== WORK REQUEST ==
Word by word and line by line, write out all of the records.

== DATASET RECORDS ==
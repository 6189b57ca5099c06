pub mod server;

pub use server::{Server, ServerError};
use clap::{Arg, Command};
use log::{error, info, warn};
use mkv_common::config::Settings;
use mkv_common::logger;
use mkv_common::store::StoreManager;
use mkv_server::Server;
use std::path::Path;
use std::process;
use std::sync::atomic::Ordering;

fn main() {
    // 解析命令行参数
    let matches = Command::new("mkv-server")
        .version(env!("CARGO_PKG_VERSION"))
        .about("In-memory multi-type keyspace server")
        .disable_help_flag(true)
        .arg(
            Arg::new("host")
                .short('h')
                .long("host")
                .value_name("HOST")
                .help("服务器主机地址")
                .num_args(1),
        )
        .arg(
            Arg::new("port")
                .short('p')
                .long("port")
                .value_name("PORT")
                .help("服务器端口")
                .value_parser(clap::value_parser!(u16))
                .num_args(1),
        )
        .arg(
            Arg::new("config")
                .short('c')
                .long("config")
                .value_name("FILE")
                .help("配置文件路径")
                .num_args(1),
        )
        .arg(
            Arg::new("help")
                .long("help")
                .help("显示帮助信息")
                .action(clap::ArgAction::Help),
        )
        .get_matches();

    // 加载配置
    let loaded = match matches.get_one::<String>("config") {
        Some(path) => Settings::from_file(Path::new(path)),
        None => Settings::new(),
    };
    let settings = match loaded {
        Ok(s) => s,
        Err(e) => {
            eprintln!("加载配置失败: {}", e);
            process::exit(1);
        }
    };

    // 初始化日志
    if let Err(e) = logger::init_logger(&settings.logging.log_file, &settings.logging.level) {
        eprintln!("初始化日志失败: {}", e);
        process::exit(1);
    }

    // 命令行参数优先于配置文件
    let host = matches
        .get_one::<String>("host")
        .cloned()
        .unwrap_or_else(|| settings.server.host.clone());
    let port = matches
        .get_one::<u16>("port")
        .copied()
        .unwrap_or(settings.server.port);

    run_server(&host, port, &settings);
}

fn run_server(host: &str, port: u16, settings: &Settings) {
    let store_manager = StoreManager::from_settings(settings);
    info!(
        "服务器配置: 主机={}, 端口={}, 分片数={}",
        host,
        port,
        store_manager.shard_count()
    );

    let sweeper = if settings.expiry.active_expiry {
        Some(store_manager.start_expiry_sweeper(
            settings.expiry.sweep_interval(),
            settings.expiry.sweep_batch,
        ))
    } else {
        warn!("后台过期清理已关闭，仅在访问时删除过期键");
        None
    };

    let server = match Server::bind(host, port, store_manager) {
        Ok(server) => server,
        Err(e) => {
            error!("服务器启动失败: {}", e);
            process::exit(1);
        }
    };

    // 捕获 Ctrl+C 信号
    let running = server.running_flag();
    if let Err(e) = ctrlc::set_handler(move || {
        info!("接收到终止信号，正在关闭服务器...");
        running.store(false, Ordering::SeqCst);
    }) {
        error!("无法设置信号处理程序: {}", e);
        process::exit(1);
    }

    let result = server.serve();
    if let Some(sweeper) = sweeper {
        sweeper.stop();
    }
    match result {
        Ok(()) => info!("服务器正常关闭"),
        Err(e) => {
            error!("服务器运行出错: {}", e);
            process::exit(1);
        }
    }
}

== TASK SOLUTION ==
repository 6189b57ca5099c06
pub mod server;

pub use server::{Server, ServerError};
use clap::{Arg, Command};
use log::{error, info, warn};
use mkv_common::config::Settings;
use mkv_common::logger;
use mkv_common::store::StoreManager;
use mkv_server::Server;
use std::path::Path;
use std::process;
use std::sync::atomic::Ordering;

fn main() {
    // 解析命令行参数
    let matches = Command::new("mkv-server")
        .version(env!("CARGO_PKG_VERSION"))
        .about("In-memory multi-type keyspace server")
        .disable_help_flag(true)
        .arg(
            Arg::new("host")
                .short('h')
                .long("host")
                .value_name("HOST")
                .help("服务器主机地址")
                .num_args(1),
        )
        .arg(
            Arg::new("port")
                .short('p')
                .long("port")
                .value_name("PORT")
                .help("服务器端口")
                .value_parser(clap::value_parser!(u16))
                .num_args(1),
        )
        .arg(
            Arg::new("config")
                .short('c')
                .long("config")
                .value_name("FILE")
                .help("配置文件路径")
                .num_args(1),
        )
        .arg(
            Arg::new("help")
                .long("help")
                .help("显示帮助信息")
                .action(clap::ArgAction::Help),
        )
        .get_matches();

    // 加载配置
    let loaded = match matches.get_one::<String>("config") {
        Some(path) => Settings::from_file(Path::new(path)),
        None => Settings::new(),
    };
    let settings = match loaded {
        Ok(s) => s,
        Err(e) => {
            eprintln!("加载配置失败: {}", e);
            process::exit(1);
        }
    };

    // 初始化日志
    if let Err(e) = logger::init_logger(&settings.logging.log_file, &settings.logging.level) {
        eprintln!("初始化日志失败: {}", e);
        process::exit(1);
    }

    // 命令行参数优先于配置文件
    let host = matches
        .get_one::<String>("host")
        .cloned()
        .unwrap_or_else(|| settings.server.host.clone());
    let port = matches
        .get_one::<u16>("port")
        .copied()
        .unwrap_or(settings.server.port);

    run_server(&host, port, &settings);
}

fn run_server(host: &str, port: u16, settings: &Settings) {
    let store_manager = StoreManager::from_settings(settings);
    info!(
        "服务器配置: 主机={}, 端口={}, 分片数={}",
        host,
        port,
        store_manager.shard_count()
    );

    let sweeper = if settings.expiry.active_expiry {
        Some(store_manager.start_expiry_sweeper(
            settings.expiry.sweep_interval(),
            settings.expiry.sweep_batch,
        ))
    } else {
        warn!("后台过期清理已关闭，仅在访问时删除过期键");
        None
    };

    let server = match Server::bind(host, port, store_manager) {
        Ok(server) => server,
        Err(e) => {
            error!("服务器启动失败: {}", e);
            process::exit(1);
        }
    };

    // 捕获 Ctrl+C 信号
    let running = server.running_flag();
    if let Err(e) = ctrlc::set_handler(move || {
        info!("接收到终止信号，正在关闭服务器...");
        running.store(false, Ordering::SeqCst);
    }) {
        error!("无法设置信号处理程序: {}", e);
        process::exit(1);
    }

    let result = server.serve();
    if let Some(sweeper) = sweeper {
        sweeper.stop();
    }
    match result {
        Ok(()) => info!("服务器正常关闭"),
        Err(e) => {
            error!("服务器运行出错: {}", e);
            process::exit(1);
        }
    }
}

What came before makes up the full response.